Abu Dhabi, UAEThursday 24 September 2020

Car review: Porsche 718 Cayman and Boxster GTS 4.0 – exciting drives for troubled times

Despite strife in the motoring industry, Porsche still has a big year ahead in the UAE

The world has moved at a rapid pace since the launch of Porsche’s 718 GTS 4.0 Cayman and Boxster in Portugal back in February.

The care-free nature of a two-seat sports car like the Cayman and its convertible sibling, the Boxster, seemed like the perfect tonic to welcome in a new year of optimism. Yet a few weeks later Covid-19 put the globe on hold and suddenly these types of cars seemed a frivolous extravagance.

An industry in turmoil

Over night, the automotive industry hit the skids as the world went into lockdown from mid-March and it’s only now that we’re seeing some of the results, with the French government promising a 5 billion Euro (Dh20.2bn) bailout for Renault, while McLaren has laid off more than 25 per cent of its workforce.

There are budding shoots of optimism both at a regional level in the UAE and globally

The automotive industry has endured arguably the bleakest period in its 135 years in the space of three painful months.

However, there are budding shoots of optimism both at a regional level in the UAE and globally, as factory workers have gone back to work to start making cars again and regional distributors and dealers have adapted to the ‘new normal’ with enforced social distancing and sanitising measure in their showrooms. There has also been a major leap into the world of selling cars online.

A big year ahead for Porsche

Porsche, in particular, still has a big year ahead with the local release of the 718 GTS 4.0 Cayman and Boxster still on track for May, and the launch of its first all-electric car, the Taycan, scheduled before the end of 2020.

The former is a fun 400 horsepower, 4.0-litre, naturally-aspirated, flat six-cylinder engine that’s available only – for the time being at least – with an old-school, six-speed manual transmission.

The manual box is glorious, with its auto blip on the down change in Sport Mode, while the mega-quick PDK eight-speed automatic will be introduced later.

On track, the Cayman puts up a good fight with the bigger 911 Carrera S. Courtesy Porsche
On track, the Cayman puts up a good fight with the bigger 911 Carrera S. Courtesy Porsche

Point-to-point and especially on track, the PDK transmission has proved itself to be quicker than the manual in every Porsche. But the smiles can’t match the satisfaction of cog-swapping yourself through some tight and twisty canyon roads, accompanied by a glorious, distinctively Porsche sound that spins to 7,800 revolutions per minute.

The engine and exhaust are taken from the Cayman GT4, which also gives it a defining look at the rear with pipes mounted either side.

Other visual clues include 20-inch alloy wheels in satin-gloss black, black badging, dark inserts for the front fog lights and tinted taillights, while the Porsche Active Suspension Management system lowers it by 20 millimetres.

Also standard are other performance components such as Porsche Stability Management, with a separately selectable PSM Sport mode, the Sport Chrono package, including the upgraded Track App, active drivetrain mounts and torque vectoring with a mechanical limited slip diff.

Cayman and Boxster on and off the track

On track, the Cayman puts up a good fight with the bigger 911 Carrera S. This is no great surprise when you realise the Cayman is good for 295 kilometres per hour and gets to 100kmh in 4.5 seconds. It falls away on the straights when the 911 stretches its legs, but then can catch up and hound it through the tighter stuff. The mid-engine placement in the Cayman and Boxster, as opposed to the rear overhanging position of the 911, gives the little one a weight balance benefit.

Away from the track, the Boxster is a joy to punt along windy roads, while the benefit of having a fabric roof as opposed to a metal unit includes minimal weight, as well as offers maximum exposure to the elements with its windscreen sitting further forward.
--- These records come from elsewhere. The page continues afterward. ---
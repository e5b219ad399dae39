//! Intake of route requests.
//!
//! [`Dispatcher::submit`] turns a request into a job id. Identical requests
//! collapse onto one job: a job still in progress is always shared, and a
//! finished one is reused within the reuse window unless the caller forces a
//! recalculation. Requests no mesh can serve are rejected before a job is
//! created, so they never occupy a worker.

use std::sync::Arc;

use chrono::{TimeDelta, Utc};
use serde::Serialize;
use tokio::sync::Mutex;

use crate::config::DedupeConfig;
use crate::error::{Result, RouteError};
use crate::mesh::{MeshError, MeshRegistry};
use crate::scheduler::job::{FailureReason, Job, JobError, JobId, JobStatus, Transition};
use crate::scheduler::queue::{WorkItem, WorkQueue};
use crate::scheduler::request::RouteRequest;
use crate::scheduler::store::JobStore;

/// How a submission was satisfied.
#[derive(Debug, Clone, Copy, PartialEq, Eq, Serialize)]
#[serde(rename_all = "snake_case")]
pub enum Disposition {
    /// A new job was created and queued.
    Created,
    /// An identical request is already pending or running.
    InFlight,
    /// A finished route for an identical request was reused.
    Reused,
    /// A finished route with start and end within tolerance was reused.
    Nearby,
}

#[derive(Debug, Clone, Copy, PartialEq, Eq, Serialize)]
pub struct Submission {
    pub job_id: JobId,
    pub disposition: Disposition,
}

pub struct Dispatcher {
    store: Arc<dyn JobStore>,
    queue: Arc<dyn WorkQueue>,
    registry: MeshRegistry,
    config: DedupeConfig,
    /// Serializes the check-then-create so two identical requests cannot
    /// both miss the lookup.
    intake: Mutex<()>,
}

impl Dispatcher {
    pub fn new(
        store: Arc<dyn JobStore>,
        queue: Arc<dyn WorkQueue>,
        registry: MeshRegistry,
        config: DedupeConfig,
    ) -> Self {
        Self {
            store,
            queue,
            registry,
            config,
            intake: Mutex::new(()),
        }
    }

    pub async fn submit(&self, request: RouteRequest) -> Result<JobId> {
        self.submit_with_disposition(request).await.map(|s| s.job_id)
    }

    pub async fn submit_with_disposition(&self, request: RouteRequest) -> Result<Submission> {
        request.validate()?;

        let now = Utc::now();
        let at = request.effective_time(now);
        let mesh = self
            .registry
            .select(&request.start, &request.end, at, &request.hints)
            .await
            .map_err(|e| match e {
                MeshError::NotFound(msg) => RouteError::InvalidRequest(msg),
                other => RouteError::from(other),
            })?;

        let fingerprint = request.fingerprint();
        let _guard = self.intake.lock().await;

        let existing = self.store.list_by_fingerprint(&fingerprint).await?;
        if let Some(job) = existing.iter().find(|j| !j.is_terminal()) {
            tracing::info!(job_id = %job.id, fingerprint = %fingerprint, "Joining in-flight job");
            return Ok(Submission {
                job_id: job.id,
                disposition: Disposition::InFlight,
            });
        }

        if !request.force_recalculate {
            let cutoff = now - self.reuse_window();
            let reusable = existing
                .iter()
                .filter(|j| j.status == JobStatus::Done && j.mesh_id == mesh.id)
                .filter(|j| j.completed_at.is_some_and(|t| t >= cutoff))
                .max_by_key(|j| j.completed_at);
            if let Some(job) = reusable {
                tracing::info!(job_id = %job.id, fingerprint = %fingerprint, "Reusing completed route");
                return Ok(Submission {
                    job_id: job.id,
                    disposition: Disposition::Reused,
                });
            }

            if let Some(job) = self.find_nearby(&request, &mesh.id, cutoff).await? {
                tracing::info!(job_id = %job.id, mesh_id = %mesh.id, "Reusing route within waypoint tolerance");
                return Ok(Submission {
                    job_id: job.id,
                    disposition: Disposition::Nearby,
                });
            }
        }

        let job = self.store.create(Job::new(request, mesh.id.clone())).await?;
        if let Err(e) = self.queue.enqueue(WorkItem::new(job.id)).await {
            tracing::error!(job_id = %job.id, error = %e, "Failed to enqueue job");
            let error = JobError::new(FailureReason::WorkerError, format!("could not enqueue: {e}"));
            if let Err(mark) = self.store.update_status(&job.id, job.version, Transition::Fail { error }).await {
                tracing::error!(job_id = %job.id, error = %mark, "Failed to mark unqueued job as failed");
            }
            return Err(e);
        }

        tracing::info!(
            job_id = %job.id,
            fingerprint = %fingerprint,
            mesh_id = %job.mesh_id,
            "Job created"
        );
        Ok(Submission {
            job_id: job.id,
            disposition: Disposition::Created,
        })
    }

    /// Closest finished route on `mesh_id` whose start and end both lie
    /// within the configured tolerance of the request's.
    async fn find_nearby(
        &self,
        request: &RouteRequest,
        mesh_id: &str,
        cutoff: chrono::DateTime<Utc>,
    ) -> Result<Option<Job>> {
        let tolerance = self.config.waypoint_tolerance_nm;
        if tolerance <= 0.0 {
            return Ok(None);
        }

        let candidates = self.store.list_by_mesh(mesh_id).await?;
        let best = candidates
            .into_iter()
            .filter(|j| j.status == JobStatus::Done)
            .filter(|j| j.completed_at.is_some_and(|t| t >= cutoff))
            .filter_map(|j| {
                let d_start = j.request.start.distance_nm(&request.start);
                let d_end = j.request.end.distance_nm(&request.end);
                (d_start <= tolerance && d_end <= tolerance).then_some((d_start + d_end, j))
            })
            .min_by(|(a, _), (b, _)| a.total_cmp(b))
            .map(|(_, j)| j);
        Ok(best)
    }

    fn reuse_window(&self) -> TimeDelta {
        TimeDelta::from_std(self.config.reuse_window).unwrap_or(TimeDelta::days(365))
    }
}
The Cayman does 295 kilometres per hour and gets to 100kmh in 4.5 seconds. Courtesy Porsche
The Cayman does 295 kilometres per hour and gets to 100kmh in 4.5 seconds. Courtesy Porsche

The interior is dominated by dark Alcantara leather with power adjustable seats as standard, or there’s the option of the lightweight carbon-fibre sports buckets that are manually adjustable and provide a very snug fit that are best left for the track day specialists rather than daily driving.

An optional GTS interior package adds a highlight colour to offset the all-black look, with the choice of red or grey for the rev counter, seat belts, decorative seams, including an embroidered GTS emblem in the headrests, as well as the Porsche script on the floor mats. The trim elements and the centre console are made of carbon.
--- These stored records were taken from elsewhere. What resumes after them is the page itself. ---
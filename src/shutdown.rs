use tokio::signal::unix::{signal, SignalKind};
use tokio_util::sync::CancellationToken;

use crate::error::{Result, RouteError};

/// Install a shutdown handler that listens for SIGTERM and SIGINT.
///
/// Returns a `CancellationToken` that is cancelled when either signal is received.
/// Workers stop claiming new jobs and finish the ones they hold.
pub fn install_shutdown_handler() -> Result<CancellationToken> {
    let token = CancellationToken::new();
    let token_clone = token.clone();

    let mut sigterm = signal(SignalKind::terminate())
        .map_err(|e| RouteError::Internal(format!("failed to install SIGTERM handler: {e}")))?;
    let mut sigint = signal(SignalKind::interrupt())
        .map_err(|e| RouteError::Internal(format!("failed to install SIGINT handler: {e}")))?;

    tokio::spawn(async move {
        tokio::select! {
            _ = sigterm.recv() => {
                tracing::info!("Received SIGTERM, initiating graceful shutdown");
            }
            _ = sigint.recv() => {
                tracing::info!("Received SIGINT, initiating graceful shutdown");
            }
        }

        token_clone.cancel();
    });

    Ok(token)
}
The 718 Cayman and Boxster GTS 4.0 duo provide maximum fun for the driver, plus a passenger, and in today’s world of social distancing, taking the car for a solo drive into the desert or through the mountains, away from crowded places and people is now, more than ever, one of life’s greatest pleasures.

The Cayman is priced at Dh321,200 and it’s Dh333,500 for the Boxster. Deliveries are expected imminently.